What you need to do:
Take the lines below beginning at the line that has "filename redis/src/lib.rs" and stopping after the line that has "use futures::StreamExt;", and print them exactly as they are, with no other lines.

Material for this exercise START

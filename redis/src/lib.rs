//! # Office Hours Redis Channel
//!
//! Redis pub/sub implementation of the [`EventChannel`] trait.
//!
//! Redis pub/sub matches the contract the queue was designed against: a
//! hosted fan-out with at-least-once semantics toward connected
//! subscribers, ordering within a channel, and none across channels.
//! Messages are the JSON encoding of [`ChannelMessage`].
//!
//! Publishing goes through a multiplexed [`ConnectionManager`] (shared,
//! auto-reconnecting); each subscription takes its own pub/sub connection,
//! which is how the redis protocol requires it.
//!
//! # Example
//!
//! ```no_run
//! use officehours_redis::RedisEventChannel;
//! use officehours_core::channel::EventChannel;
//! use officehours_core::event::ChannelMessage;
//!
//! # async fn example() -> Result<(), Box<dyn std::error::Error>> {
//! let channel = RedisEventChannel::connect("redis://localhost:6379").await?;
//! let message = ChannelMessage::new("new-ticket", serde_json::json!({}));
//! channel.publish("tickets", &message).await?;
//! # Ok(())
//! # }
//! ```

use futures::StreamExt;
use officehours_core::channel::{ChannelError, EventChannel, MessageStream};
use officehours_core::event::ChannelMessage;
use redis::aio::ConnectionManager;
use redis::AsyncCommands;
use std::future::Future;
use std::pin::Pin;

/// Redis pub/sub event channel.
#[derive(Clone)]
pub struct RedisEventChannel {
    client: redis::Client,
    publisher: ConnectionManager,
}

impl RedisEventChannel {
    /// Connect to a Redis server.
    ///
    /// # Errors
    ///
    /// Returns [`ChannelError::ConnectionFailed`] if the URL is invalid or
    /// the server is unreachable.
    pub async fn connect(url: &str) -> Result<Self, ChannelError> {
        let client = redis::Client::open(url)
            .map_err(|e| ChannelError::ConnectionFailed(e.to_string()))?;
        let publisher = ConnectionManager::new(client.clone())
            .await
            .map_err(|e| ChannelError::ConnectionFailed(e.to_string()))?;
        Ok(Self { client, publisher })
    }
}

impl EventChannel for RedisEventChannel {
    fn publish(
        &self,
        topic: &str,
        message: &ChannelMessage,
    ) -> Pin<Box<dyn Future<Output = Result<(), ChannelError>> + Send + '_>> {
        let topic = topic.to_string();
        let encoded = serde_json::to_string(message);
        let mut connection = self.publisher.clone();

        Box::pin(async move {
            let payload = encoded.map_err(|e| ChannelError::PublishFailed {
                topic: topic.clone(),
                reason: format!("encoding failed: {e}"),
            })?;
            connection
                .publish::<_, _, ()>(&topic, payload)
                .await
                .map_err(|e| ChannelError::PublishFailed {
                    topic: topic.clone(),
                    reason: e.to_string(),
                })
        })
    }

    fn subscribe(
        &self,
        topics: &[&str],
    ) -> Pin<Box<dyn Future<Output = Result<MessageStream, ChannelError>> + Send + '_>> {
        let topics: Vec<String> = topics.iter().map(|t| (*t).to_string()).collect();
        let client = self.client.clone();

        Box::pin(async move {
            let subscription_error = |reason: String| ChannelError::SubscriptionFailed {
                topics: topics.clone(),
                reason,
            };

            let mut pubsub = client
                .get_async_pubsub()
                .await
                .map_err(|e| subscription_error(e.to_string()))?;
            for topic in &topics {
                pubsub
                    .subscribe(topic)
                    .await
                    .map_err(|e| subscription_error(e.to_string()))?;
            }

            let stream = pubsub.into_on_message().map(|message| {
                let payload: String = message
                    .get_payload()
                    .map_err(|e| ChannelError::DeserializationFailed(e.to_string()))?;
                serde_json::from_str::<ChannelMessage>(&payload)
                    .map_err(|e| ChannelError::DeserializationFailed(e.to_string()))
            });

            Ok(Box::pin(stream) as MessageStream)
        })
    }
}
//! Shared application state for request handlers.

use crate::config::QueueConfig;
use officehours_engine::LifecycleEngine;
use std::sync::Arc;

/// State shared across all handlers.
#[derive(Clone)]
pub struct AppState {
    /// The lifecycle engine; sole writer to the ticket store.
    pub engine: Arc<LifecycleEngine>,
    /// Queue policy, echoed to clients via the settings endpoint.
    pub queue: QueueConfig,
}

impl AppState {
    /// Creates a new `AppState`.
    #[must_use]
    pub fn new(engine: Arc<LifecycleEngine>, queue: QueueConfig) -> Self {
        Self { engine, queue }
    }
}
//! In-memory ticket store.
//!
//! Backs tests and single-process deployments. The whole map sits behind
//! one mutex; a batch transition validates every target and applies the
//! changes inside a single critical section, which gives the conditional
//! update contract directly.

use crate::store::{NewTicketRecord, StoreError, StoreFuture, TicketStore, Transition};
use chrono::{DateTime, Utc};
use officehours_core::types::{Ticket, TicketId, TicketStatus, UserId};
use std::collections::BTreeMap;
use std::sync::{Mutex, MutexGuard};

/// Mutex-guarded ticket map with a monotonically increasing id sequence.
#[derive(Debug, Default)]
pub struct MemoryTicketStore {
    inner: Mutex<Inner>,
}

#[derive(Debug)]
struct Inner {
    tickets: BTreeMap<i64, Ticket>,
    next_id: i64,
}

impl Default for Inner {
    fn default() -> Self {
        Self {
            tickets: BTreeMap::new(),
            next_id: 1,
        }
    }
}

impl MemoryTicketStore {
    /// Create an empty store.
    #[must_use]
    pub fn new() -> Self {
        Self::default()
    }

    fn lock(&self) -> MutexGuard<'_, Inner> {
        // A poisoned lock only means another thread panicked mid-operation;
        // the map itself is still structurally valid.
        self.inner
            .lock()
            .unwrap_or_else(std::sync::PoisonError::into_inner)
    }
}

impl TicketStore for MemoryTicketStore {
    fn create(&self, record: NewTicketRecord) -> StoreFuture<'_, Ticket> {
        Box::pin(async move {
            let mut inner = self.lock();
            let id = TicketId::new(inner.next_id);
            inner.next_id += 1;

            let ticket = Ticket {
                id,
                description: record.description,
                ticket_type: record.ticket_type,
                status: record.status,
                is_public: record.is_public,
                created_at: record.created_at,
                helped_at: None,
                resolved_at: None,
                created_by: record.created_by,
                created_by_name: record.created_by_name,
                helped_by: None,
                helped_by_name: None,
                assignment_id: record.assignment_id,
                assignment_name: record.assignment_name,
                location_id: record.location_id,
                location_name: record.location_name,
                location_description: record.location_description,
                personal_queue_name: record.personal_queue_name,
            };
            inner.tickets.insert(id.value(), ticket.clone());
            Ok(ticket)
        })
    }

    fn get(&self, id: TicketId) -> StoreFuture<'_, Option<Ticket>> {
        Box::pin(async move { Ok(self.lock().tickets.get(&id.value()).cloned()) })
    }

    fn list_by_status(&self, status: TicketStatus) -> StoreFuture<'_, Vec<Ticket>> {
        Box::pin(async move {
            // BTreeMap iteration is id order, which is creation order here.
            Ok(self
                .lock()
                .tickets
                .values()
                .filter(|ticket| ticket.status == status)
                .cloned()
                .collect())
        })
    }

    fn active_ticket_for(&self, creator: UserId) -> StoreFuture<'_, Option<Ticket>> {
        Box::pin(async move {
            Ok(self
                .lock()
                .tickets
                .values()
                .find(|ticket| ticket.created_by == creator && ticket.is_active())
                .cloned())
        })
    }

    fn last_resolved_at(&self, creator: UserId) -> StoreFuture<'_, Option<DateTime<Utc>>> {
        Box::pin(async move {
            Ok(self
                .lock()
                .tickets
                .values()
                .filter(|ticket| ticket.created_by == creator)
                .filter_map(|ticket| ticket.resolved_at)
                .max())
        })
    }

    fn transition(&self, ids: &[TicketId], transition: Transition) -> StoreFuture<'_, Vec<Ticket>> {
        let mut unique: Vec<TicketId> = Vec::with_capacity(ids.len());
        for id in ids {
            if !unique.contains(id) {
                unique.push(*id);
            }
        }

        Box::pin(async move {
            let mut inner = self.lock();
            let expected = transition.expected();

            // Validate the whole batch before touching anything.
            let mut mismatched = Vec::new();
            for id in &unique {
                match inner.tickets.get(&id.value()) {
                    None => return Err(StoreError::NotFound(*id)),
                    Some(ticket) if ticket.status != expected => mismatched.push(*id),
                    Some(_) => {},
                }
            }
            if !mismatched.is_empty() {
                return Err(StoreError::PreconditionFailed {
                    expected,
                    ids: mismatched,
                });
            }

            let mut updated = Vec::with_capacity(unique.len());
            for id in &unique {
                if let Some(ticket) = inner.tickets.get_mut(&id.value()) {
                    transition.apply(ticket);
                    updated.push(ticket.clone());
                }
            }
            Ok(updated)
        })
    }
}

Material for this exercise END
Material for this exercise START

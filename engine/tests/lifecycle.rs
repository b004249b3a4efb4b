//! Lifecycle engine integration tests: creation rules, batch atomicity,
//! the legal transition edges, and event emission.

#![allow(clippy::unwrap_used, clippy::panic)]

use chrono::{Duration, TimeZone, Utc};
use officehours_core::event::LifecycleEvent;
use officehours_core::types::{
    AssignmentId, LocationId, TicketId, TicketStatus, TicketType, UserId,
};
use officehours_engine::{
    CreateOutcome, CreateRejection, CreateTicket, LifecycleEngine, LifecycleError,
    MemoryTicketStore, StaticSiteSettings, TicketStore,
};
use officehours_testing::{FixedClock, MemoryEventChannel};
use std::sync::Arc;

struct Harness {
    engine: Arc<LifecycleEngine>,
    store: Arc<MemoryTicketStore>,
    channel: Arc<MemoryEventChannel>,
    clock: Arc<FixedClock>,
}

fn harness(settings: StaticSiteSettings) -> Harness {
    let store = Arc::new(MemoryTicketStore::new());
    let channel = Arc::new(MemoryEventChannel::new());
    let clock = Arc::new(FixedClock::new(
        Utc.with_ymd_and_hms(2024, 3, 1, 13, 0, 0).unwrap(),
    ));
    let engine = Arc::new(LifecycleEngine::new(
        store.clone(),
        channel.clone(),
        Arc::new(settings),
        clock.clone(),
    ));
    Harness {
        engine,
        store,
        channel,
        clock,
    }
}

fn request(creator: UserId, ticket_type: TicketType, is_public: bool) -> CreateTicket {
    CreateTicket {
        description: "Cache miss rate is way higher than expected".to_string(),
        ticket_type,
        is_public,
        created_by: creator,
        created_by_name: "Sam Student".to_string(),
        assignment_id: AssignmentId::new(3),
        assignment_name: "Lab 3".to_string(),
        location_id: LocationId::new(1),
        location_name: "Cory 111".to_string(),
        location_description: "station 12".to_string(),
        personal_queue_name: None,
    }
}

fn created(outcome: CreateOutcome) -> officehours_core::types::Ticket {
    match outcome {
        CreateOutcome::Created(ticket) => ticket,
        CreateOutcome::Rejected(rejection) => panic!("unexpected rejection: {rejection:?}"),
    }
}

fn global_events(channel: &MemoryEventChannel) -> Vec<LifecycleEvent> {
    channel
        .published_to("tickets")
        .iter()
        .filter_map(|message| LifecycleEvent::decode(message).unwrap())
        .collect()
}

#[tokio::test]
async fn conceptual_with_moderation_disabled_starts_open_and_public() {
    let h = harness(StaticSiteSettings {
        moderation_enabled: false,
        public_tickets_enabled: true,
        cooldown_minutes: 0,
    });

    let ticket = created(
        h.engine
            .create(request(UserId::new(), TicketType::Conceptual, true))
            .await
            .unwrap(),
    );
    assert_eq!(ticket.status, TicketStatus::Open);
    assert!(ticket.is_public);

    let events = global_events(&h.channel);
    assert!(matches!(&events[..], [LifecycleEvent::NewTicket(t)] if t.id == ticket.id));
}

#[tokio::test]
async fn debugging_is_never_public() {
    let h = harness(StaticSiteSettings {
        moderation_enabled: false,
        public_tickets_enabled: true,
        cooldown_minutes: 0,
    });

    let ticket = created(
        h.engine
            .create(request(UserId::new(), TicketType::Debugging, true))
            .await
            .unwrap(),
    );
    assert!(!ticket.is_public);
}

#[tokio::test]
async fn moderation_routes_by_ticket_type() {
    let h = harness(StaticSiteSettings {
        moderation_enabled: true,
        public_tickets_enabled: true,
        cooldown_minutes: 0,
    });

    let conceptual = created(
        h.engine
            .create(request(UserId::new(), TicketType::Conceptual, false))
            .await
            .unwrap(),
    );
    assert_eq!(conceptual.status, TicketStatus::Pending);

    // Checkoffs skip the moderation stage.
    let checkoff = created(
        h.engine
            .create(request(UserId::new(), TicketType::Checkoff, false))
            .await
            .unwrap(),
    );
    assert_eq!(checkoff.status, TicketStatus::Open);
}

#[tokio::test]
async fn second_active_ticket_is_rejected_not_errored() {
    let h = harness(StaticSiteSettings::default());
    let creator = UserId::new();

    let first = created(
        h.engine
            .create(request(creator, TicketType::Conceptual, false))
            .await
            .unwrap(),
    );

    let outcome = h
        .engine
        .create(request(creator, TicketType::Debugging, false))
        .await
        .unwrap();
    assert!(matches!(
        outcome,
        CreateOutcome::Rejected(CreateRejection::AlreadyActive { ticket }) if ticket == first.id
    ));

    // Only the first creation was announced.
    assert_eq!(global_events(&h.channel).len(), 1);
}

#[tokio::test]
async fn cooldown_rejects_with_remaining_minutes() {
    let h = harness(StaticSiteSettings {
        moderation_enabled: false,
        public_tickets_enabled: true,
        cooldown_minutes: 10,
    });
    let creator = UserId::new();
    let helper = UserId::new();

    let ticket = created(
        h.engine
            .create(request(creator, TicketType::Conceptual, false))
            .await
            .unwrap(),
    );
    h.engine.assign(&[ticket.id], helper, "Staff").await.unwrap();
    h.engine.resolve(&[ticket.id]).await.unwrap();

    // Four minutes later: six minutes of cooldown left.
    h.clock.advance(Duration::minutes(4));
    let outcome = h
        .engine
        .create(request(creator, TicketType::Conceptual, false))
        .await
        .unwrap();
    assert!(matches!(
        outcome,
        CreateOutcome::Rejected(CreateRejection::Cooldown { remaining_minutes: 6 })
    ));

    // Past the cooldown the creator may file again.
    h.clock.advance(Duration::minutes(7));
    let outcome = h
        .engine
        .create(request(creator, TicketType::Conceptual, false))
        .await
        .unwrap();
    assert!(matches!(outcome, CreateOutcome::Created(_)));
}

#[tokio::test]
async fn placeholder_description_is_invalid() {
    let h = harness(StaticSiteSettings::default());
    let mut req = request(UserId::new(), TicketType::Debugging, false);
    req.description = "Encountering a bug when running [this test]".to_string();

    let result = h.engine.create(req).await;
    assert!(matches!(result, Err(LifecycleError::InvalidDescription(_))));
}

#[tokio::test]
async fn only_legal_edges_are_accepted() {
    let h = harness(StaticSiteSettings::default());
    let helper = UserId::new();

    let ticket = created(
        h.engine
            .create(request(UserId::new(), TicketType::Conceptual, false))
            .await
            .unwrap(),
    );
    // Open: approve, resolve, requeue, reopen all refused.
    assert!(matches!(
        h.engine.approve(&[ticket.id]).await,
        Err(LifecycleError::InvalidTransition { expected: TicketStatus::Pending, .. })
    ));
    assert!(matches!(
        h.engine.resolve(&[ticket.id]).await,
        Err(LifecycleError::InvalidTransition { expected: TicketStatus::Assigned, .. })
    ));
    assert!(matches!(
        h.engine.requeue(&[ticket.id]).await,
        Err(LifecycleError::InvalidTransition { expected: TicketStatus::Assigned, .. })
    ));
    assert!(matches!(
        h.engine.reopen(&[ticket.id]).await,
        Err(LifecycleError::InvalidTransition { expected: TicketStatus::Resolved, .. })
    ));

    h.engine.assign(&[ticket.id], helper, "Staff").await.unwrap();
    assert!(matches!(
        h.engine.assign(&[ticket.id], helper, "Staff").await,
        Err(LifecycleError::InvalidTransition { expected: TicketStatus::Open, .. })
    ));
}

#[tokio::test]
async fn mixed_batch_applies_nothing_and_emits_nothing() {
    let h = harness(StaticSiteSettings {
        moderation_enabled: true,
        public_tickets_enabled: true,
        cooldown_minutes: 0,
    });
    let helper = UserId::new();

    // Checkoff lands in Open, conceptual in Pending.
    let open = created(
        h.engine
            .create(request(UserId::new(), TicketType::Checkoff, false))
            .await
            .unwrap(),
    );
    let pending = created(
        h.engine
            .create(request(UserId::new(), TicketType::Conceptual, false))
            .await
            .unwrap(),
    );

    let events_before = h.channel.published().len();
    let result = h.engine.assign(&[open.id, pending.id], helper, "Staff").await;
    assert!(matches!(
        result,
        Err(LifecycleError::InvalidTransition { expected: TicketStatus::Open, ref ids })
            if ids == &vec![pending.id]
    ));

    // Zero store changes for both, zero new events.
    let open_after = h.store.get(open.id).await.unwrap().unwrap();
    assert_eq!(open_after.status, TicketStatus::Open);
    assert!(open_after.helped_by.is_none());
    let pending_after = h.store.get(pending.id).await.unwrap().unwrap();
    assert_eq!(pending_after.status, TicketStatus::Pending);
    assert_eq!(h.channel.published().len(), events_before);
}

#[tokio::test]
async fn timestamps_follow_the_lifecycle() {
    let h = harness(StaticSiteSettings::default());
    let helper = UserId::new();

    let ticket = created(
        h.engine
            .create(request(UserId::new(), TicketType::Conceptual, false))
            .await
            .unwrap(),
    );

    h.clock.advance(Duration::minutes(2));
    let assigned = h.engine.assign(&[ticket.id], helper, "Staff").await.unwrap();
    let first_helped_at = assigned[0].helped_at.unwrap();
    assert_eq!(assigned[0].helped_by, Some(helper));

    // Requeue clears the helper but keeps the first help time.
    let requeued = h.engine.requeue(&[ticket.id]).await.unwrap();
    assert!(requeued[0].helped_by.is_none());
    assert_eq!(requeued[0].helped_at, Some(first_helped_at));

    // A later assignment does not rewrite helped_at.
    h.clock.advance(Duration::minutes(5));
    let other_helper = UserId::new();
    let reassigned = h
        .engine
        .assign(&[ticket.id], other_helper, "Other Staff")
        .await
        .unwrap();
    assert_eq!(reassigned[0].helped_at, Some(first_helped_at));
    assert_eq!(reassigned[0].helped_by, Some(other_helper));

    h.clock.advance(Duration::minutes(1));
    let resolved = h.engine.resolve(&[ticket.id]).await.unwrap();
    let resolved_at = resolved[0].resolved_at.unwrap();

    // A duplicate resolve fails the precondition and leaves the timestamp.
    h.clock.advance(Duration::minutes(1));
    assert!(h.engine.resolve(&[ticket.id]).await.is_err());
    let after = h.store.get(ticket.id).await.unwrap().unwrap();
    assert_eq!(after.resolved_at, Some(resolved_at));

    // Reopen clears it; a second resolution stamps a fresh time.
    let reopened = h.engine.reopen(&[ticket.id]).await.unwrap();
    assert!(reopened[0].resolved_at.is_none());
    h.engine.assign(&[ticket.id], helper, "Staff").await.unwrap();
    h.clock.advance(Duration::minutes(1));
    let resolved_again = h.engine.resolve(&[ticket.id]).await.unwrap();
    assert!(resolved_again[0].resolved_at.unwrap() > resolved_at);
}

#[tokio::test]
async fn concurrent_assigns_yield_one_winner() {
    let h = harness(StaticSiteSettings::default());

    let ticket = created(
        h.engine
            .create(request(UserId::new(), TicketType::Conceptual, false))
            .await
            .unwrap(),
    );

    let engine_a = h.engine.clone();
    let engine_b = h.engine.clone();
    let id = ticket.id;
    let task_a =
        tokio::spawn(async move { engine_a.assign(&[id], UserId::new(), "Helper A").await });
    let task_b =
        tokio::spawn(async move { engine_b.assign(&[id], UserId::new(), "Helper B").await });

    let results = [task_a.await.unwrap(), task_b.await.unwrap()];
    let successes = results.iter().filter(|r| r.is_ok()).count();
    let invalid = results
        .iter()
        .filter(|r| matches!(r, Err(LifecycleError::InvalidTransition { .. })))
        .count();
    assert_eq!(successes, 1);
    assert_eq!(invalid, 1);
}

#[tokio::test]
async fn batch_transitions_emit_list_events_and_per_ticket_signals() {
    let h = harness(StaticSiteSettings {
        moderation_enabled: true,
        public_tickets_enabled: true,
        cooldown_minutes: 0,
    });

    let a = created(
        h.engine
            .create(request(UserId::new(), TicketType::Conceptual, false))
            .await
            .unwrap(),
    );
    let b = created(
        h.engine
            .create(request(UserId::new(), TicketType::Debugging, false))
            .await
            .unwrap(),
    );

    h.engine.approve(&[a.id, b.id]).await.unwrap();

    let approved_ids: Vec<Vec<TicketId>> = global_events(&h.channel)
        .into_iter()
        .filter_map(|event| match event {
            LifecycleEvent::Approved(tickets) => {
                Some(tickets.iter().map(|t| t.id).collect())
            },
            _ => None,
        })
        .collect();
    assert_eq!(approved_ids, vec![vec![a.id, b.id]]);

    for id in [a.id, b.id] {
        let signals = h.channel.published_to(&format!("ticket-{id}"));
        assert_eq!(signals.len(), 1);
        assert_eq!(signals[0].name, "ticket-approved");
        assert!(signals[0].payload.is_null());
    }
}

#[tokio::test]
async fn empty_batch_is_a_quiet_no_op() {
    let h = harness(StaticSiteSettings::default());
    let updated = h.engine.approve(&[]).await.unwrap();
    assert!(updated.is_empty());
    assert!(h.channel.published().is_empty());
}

Material for this exercise END
Material for this exercise START

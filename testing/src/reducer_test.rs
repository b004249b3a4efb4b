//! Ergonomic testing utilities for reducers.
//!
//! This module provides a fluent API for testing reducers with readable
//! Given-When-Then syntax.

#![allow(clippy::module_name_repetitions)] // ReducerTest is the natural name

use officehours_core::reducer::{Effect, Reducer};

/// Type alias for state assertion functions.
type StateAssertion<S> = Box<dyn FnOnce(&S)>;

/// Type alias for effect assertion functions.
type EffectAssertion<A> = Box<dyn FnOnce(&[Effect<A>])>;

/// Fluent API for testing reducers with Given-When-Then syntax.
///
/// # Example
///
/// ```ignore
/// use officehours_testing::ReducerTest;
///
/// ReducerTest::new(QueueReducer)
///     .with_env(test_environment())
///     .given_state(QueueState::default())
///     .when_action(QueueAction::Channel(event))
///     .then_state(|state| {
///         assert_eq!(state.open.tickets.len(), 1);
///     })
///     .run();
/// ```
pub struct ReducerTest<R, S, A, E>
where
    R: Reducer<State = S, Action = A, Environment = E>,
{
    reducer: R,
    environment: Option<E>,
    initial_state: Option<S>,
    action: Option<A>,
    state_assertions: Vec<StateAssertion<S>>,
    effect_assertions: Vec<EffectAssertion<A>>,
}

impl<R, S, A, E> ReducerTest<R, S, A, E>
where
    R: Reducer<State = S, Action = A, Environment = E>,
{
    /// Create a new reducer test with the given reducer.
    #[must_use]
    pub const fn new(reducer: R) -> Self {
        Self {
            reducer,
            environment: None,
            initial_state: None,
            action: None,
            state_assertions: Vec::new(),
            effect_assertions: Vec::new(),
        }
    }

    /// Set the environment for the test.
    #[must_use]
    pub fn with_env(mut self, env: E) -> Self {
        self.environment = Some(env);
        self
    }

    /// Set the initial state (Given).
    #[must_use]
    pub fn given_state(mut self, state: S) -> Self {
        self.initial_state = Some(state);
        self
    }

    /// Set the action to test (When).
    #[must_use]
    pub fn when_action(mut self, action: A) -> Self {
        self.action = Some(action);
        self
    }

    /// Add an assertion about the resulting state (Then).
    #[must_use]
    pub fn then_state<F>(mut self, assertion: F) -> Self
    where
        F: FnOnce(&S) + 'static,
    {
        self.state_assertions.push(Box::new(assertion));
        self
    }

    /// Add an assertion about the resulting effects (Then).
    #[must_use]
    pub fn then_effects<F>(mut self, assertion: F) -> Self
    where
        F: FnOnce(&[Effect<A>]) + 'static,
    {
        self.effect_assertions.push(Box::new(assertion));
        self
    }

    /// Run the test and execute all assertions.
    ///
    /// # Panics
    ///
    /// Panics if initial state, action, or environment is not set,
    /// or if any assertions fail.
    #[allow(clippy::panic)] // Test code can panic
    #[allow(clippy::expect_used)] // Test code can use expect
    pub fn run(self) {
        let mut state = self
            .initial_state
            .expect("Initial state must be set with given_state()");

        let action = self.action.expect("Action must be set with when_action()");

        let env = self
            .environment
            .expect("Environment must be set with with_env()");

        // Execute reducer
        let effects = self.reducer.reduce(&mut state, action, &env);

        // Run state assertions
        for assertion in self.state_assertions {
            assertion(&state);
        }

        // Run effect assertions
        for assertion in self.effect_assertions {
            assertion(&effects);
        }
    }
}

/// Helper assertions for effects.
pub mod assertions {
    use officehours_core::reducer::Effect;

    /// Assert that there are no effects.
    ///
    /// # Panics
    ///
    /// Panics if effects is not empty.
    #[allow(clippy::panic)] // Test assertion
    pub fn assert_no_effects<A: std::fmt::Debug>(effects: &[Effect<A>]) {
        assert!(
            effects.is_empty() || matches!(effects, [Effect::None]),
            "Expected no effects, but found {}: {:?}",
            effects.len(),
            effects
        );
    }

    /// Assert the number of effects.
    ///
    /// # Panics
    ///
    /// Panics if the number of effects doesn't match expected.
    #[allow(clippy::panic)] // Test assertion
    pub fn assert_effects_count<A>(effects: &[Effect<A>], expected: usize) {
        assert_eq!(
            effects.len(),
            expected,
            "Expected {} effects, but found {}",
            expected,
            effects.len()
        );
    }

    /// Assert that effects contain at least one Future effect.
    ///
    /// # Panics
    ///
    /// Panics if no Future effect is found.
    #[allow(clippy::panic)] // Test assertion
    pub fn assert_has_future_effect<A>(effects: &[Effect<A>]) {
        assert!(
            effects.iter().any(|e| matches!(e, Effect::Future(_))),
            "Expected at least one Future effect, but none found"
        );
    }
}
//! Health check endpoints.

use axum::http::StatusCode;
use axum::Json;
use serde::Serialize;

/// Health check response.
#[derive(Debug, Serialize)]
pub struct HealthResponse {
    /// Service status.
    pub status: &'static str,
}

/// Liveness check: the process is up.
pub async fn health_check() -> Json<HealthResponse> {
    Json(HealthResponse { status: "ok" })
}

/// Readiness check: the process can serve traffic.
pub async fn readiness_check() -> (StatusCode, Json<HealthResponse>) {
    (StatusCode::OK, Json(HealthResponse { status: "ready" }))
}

Material for this exercise END

Solution to this exercise:
filename redis/src/lib.rs
//! # Office Hours Redis Channel
//!
//! Redis pub/sub implementation of the [`EventChannel`] trait.
//!
//! Redis pub/sub matches the contract the queue was designed against: a
//! hosted fan-out with at-least-once semantics toward connected
//! subscribers, ordering within a channel, and none across channels.
//! Messages are the JSON encoding of [`ChannelMessage`].
//!
//! Publishing goes through a multiplexed [`ConnectionManager`] (shared,
//! auto-reconnecting); each subscription takes its own pub/sub connection,
//! which is how the redis protocol requires it.
//!
//! # Example
//!
//! ```no_run
//! use officehours_redis::RedisEventChannel;
//! use officehours_core::channel::EventChannel;
//! use officehours_core::event::ChannelMessage;
//!
//! # async fn example() -> Result<(), Box<dyn std::error::Error>> {
//! let channel = RedisEventChannel::connect("redis://localhost:6379").await?;
//! let message = ChannelMessage::new("new-ticket", serde_json::json!({}));
//! channel.publish("tickets", &message).await?;
//! # Ok(())
//! # }
//! ```

use futures::StreamExt;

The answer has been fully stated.